Stored items:

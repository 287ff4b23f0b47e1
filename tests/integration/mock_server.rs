//! Mock HTTP server setup for integration tests

use mockito::{Matcher, Mock, Server, ServerGuard};
use parallel_requests::{ClientConfig, HttpTransport, Transport};
use std::sync::Arc;
use tokio::sync::Mutex;

/// Test fixture that manages a mock server
pub struct MockServerFixture {
    pub server: Arc<Mutex<ServerGuard>>,
    pub base_url: String,
}

impl MockServerFixture {
    pub async fn new() -> Self {
        let server = Server::new_async().await;
        let base_url = server.url();
        Self {
            server: Arc::new(Mutex::new(server)),
            base_url,
        }
    }

    /// Client config pointing at the mock server
    pub fn config(&self) -> ClientConfig {
        ClientConfig::new().with_base_url(format!("{}/", self.base_url))
    }

    /// HTTP transport resolving relative URLs against the mock server
    pub fn transport(&self) -> Arc<dyn Transport> {
        self.transport_with(self.config())
    }

    pub fn transport_with(&self, config: ClientConfig) -> Arc<dyn Transport> {
        Arc::new(HttpTransport::new(config).expect("valid mock server config"))
    }

    /// Create a mock for a JSON response
    pub async fn mock_json(&self, method: &str, path: &str, status: usize, body: &str) -> Mock {
        let mut server = self.server.lock().await;
        server
            .mock(method, path)
            .with_status(status)
            .with_header("content-type", "application/json")
            .with_body(body)
            .create_async()
            .await
    }

    /// Create a mock for a plain-text response
    pub async fn mock_text(&self, method: &str, path: &str, status: usize, body: &str) -> Mock {
        let mut server = self.server.lock().await;
        server
            .mock(method, path)
            .with_status(status)
            .with_header("content-type", "text/plain")
            .with_body(body)
            .create_async()
            .await
    }

    /// Create a mock that only answers when every matcher holds
    pub async fn mock_matching(
        &self,
        method: &str,
        path: &str,
        query: Matcher,
        header: (&str, Matcher),
        body: Matcher,
        response: &str,
    ) -> Mock {
        let mut server = self.server.lock().await;
        server
            .mock(method, path)
            .match_query(query)
            .match_header(header.0, header.1)
            .match_body(body)
            .with_status(200)
            .with_header("content-type", "application/json")
            .with_body(response)
            .expect(1)
            .create_async()
            .await
    }
}

/// Install a test subscriber once; honours `RUST_LOG`.
pub fn init_tracing() {
    let _ = tracing_subscriber::fmt()
        .with_env_filter(tracing_subscriber::EnvFilter::from_default_env())
        .with_test_writer()
        .try_init();
}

**Activity:** Only the lines from the one containing "a plain-text response" through the end of the data above are wanted, both ends included; restate them word for word.

**Result for this exercise:**
    /// Create a mock for a plain-text response
    pub async fn mock_text(&self, method: &str, path: &str, status: usize, body: &str) -> Mock {
        let mut server = self.server.lock().await;
        server
            .mock(method, path)
            .with_status(status)
            .with_header("content-type", "text/plain")
            .with_body(body)
            .create_async()
            .await
    }

    /// Create a mock that only answers when every matcher holds
    pub async fn mock_matching(
        &self,
        method: &str,
        path: &str,
        query: Matcher,
        header: (&str, Matcher),
        body: Matcher,
        response: &str,
    ) -> Mock {
        let mut server = self.server.lock().await;
        server
            .mock(method, path)
            .match_query(query)
            .match_header(header.0, header.1)
            .match_body(body)
            .with_status(200)
            .with_header("content-type", "application/json")
            .with_body(response)
            .expect(1)
            .create_async()
            .await
    }
}

/// Install a test subscriber once; honours `RUST_LOG`.
pub fn init_tracing() {
    let _ = tracing_subscriber::fmt()
        .with_env_filter(tracing_subscriber::EnvFilter::from_default_env())
        .with_test_writer()
        .try_init();
}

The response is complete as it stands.